====== GIVEN DATA

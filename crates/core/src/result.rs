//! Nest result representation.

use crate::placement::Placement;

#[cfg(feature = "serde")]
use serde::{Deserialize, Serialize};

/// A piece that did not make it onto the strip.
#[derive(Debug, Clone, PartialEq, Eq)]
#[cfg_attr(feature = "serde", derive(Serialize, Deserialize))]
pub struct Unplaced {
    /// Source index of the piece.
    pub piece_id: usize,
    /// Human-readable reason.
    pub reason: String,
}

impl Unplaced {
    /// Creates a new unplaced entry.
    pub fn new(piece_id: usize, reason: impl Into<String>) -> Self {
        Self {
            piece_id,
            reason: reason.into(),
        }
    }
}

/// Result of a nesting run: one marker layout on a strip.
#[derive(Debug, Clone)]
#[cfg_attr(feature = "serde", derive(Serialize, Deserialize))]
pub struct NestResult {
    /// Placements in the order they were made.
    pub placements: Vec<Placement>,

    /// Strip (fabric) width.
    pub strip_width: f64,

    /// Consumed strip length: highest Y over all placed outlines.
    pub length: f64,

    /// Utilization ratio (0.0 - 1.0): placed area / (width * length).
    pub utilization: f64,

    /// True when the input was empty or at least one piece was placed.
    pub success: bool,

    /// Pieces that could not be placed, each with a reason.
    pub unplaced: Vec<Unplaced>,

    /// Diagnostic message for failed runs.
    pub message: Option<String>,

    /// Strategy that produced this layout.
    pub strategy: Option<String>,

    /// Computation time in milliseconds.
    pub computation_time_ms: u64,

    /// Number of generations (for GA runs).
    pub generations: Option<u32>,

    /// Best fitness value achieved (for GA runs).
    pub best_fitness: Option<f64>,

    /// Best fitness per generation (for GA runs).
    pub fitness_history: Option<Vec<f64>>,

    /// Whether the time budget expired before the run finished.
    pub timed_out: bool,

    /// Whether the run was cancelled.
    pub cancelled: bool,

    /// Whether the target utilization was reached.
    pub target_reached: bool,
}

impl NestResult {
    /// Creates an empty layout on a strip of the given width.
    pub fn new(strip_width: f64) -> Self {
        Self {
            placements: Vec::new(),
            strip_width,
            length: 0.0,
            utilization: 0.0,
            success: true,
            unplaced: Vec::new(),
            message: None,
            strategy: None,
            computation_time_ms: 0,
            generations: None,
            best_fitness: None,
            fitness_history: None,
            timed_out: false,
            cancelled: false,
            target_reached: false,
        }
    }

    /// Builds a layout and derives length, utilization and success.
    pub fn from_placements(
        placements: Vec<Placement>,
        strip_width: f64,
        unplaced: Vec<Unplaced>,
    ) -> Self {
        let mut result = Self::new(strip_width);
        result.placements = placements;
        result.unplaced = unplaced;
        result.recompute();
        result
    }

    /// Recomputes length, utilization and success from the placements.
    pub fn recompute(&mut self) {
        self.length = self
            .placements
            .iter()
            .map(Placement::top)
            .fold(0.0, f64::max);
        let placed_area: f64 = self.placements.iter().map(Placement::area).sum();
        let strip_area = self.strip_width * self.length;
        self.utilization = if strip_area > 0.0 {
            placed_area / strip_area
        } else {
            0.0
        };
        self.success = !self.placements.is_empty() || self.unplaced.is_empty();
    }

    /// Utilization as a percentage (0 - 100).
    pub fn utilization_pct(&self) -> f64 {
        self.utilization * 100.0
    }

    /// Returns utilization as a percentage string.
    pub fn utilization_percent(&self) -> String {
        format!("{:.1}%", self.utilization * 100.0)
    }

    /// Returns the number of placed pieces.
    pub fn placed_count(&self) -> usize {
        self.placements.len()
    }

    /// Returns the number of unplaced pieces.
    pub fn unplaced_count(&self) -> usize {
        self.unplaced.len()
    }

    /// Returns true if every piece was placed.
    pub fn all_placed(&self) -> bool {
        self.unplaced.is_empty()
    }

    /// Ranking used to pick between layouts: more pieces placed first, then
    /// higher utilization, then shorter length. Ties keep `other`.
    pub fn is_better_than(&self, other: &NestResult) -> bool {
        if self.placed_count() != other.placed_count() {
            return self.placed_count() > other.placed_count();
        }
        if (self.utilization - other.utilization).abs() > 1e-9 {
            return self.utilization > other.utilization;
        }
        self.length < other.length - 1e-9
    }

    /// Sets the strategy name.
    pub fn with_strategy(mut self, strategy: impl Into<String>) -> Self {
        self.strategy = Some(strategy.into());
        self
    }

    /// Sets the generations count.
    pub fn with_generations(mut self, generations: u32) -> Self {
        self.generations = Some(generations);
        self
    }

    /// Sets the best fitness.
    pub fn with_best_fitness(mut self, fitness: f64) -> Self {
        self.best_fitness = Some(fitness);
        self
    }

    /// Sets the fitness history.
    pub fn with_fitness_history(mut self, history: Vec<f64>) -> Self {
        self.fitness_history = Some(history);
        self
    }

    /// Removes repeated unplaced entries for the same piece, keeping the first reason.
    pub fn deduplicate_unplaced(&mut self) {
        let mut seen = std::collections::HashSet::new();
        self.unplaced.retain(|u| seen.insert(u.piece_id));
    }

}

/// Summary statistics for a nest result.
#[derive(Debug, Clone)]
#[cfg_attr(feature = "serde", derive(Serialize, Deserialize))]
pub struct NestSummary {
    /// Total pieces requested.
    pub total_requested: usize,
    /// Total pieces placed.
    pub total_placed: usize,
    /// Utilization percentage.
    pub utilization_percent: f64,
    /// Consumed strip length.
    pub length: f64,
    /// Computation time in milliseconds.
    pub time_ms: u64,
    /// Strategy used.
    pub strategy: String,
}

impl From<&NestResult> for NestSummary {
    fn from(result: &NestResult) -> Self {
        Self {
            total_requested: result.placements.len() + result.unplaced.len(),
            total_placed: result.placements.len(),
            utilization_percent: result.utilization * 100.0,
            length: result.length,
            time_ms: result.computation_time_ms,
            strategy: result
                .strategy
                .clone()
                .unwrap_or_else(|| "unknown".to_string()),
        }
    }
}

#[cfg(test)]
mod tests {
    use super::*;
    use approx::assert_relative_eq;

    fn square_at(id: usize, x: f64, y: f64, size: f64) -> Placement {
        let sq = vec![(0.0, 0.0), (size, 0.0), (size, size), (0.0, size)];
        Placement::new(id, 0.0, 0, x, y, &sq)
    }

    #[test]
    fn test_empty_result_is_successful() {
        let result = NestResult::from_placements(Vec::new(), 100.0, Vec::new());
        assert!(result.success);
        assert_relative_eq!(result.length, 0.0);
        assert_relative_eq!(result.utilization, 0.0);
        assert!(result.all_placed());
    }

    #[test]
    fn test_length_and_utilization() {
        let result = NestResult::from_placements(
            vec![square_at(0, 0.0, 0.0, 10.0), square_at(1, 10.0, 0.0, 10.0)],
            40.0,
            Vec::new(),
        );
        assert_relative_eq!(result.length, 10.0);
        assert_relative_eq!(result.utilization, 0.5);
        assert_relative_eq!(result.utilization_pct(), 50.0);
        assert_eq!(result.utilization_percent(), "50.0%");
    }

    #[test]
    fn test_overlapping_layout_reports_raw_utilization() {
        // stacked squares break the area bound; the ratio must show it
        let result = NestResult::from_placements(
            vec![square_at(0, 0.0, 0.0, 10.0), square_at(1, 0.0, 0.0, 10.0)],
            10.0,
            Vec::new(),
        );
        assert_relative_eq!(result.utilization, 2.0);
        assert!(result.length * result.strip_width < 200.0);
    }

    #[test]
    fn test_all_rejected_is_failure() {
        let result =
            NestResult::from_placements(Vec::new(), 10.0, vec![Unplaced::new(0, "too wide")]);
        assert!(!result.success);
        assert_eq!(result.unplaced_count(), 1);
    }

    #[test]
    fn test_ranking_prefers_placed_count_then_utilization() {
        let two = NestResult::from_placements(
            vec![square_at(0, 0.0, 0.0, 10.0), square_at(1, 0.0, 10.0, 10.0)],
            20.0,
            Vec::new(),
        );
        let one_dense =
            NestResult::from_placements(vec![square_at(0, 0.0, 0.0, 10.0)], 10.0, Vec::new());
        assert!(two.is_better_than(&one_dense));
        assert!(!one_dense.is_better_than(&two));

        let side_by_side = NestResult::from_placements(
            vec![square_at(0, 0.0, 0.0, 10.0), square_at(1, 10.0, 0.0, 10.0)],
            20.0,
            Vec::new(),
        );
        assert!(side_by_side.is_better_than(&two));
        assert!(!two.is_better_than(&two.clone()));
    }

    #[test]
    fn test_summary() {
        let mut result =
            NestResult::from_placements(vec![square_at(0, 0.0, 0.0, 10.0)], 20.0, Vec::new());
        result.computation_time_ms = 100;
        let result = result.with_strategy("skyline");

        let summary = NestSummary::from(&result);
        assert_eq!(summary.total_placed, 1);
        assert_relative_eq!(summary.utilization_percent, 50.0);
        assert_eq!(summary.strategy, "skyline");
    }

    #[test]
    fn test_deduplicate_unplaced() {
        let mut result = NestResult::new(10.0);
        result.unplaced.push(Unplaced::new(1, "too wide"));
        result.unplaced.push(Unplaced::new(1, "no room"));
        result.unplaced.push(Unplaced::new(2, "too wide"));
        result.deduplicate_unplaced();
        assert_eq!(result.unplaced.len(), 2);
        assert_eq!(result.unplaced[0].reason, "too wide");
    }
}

============

» EXERCISE OBJECTIVE
From the records, copy every line that has the string "generations" in it.

» RESULT OF THIS EXERCISE
    /// Number of generations (for GA runs).
    pub generations: Option<u32>,
            generations: None,
    /// Sets the generations count.
    pub fn with_generations(mut self, generations: u32) -> Self {
        self.generations = Some(generations);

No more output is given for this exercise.